Schloss Colditz als Oflag IV C April 1945
Grundriss des Schlosses; die Gefangenen waren in den Gebäuden im hinteren Hof (links) untergebracht; die Kommandantur und die Unterkünfte der Wachmannschaft befanden sich im äußeren Hof (rechts)

Geschichte Bearbeiten

 
Gefangene französische Offiziere im Innenhof des Oflag IV

Kriegsgefangenenlager Oflag IV C Bearbeiten

Ab dem 31. Oktober 1939[2] wurde ein Kriegsgefangenenlager mit der Bezeichnung Oflag IV C als Sonderlager für Offiziere eingerichtet (Die Bezeichnung ergibt sich aus Offizierslager).
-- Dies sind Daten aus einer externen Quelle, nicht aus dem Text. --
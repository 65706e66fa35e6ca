//! Collaborator capabilities consumed by the dispatch and correlation engine.

use std::future::Future;
use std::pin::Pin;

use async_trait::async_trait;

use crate::address::Address;
use crate::attributes::Attributes;
use crate::envelope::Envelope;
use crate::payload::Payload;

/// A unit of deferred work handed to an [`Executor`].
pub type Task = Pin<Box<dyn Future<Output = ()> + Send + 'static>>;

/// Receives envelopes delivered on a registered address.
///
/// Implementations must report failures as the returned value -- a listener
/// that panics is a bug in the listener, not a condition the registry
/// handles.
pub trait Listener: Send + Sync {
    /// Called once per delivered envelope.
    ///
    /// # Errors
    ///
    /// Any error is captured by the registry, aggregated into the delivery
    /// report, and does not stop fan-out to the remaining listeners.
    fn on_receive(
        &self,
        address: &Address,
        payload: &Payload,
        attributes: &Attributes,
    ) -> anyhow::Result<()>;
}

/// Moves envelopes between processes.
///
/// The engine requires exactly one property: an envelope handed to
/// `transmit` arrives at its destination with every field intact (the
/// `to_wire`/`from_wire` round trip). Retry policy, framing, and security
/// belong to the implementation. Inbound envelopes re-enter the engine
/// through the link's deliver path.
#[async_trait]
pub trait Transport: Send + Sync {
    /// Delivers `envelope` to its destination.
    ///
    /// # Errors
    ///
    /// Any error is surfaced to the sender unmodified; the engine does not
    /// retry.
    async fn transmit(&self, envelope: Envelope) -> anyhow::Result<()>;
}

/// Caller-supplied execution context for timers and deferred work.
///
/// The engine is agnostic to the policy behind `spawn` -- inline, pooled,
/// or cooperative -- and every engine operation is safe to invoke from the
/// executor's worker context.
pub trait Executor: Send + Sync {
    /// Runs `task` according to the executor's policy.
    fn spawn(&self, task: Task);
}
Die Lager im Reichsgebiet erhielten die dem Wehrkreis entsprechende römische Nummer und einen Großbuchstaben.[3] Die Einrichtung des Schlosses Colditz erfolgte nach den internationalen Bestimmungen des Artikels 6 der Genfer Konventionen in der Fassung vom 18. Oktober 1907 und der Haager Landkriegsordnung[4], welche den Umgang mit gefangenen Offizieren vorschreiben. Gleichzeitig war es als Sonderlager für Prominente, wie Winston Churchills Neffen Giles Romilly und George Lascelles, einen Neffen von König Georg VI. vorgesehen. Überlieferte Dokumente der Gefangenen belegen, dass die Lagerbezeichnung teilweise für sie unbekannt war. Einige berichteten in ihren Erinnerungen, es handele sich um das Stalag 4 (Stammlager 4).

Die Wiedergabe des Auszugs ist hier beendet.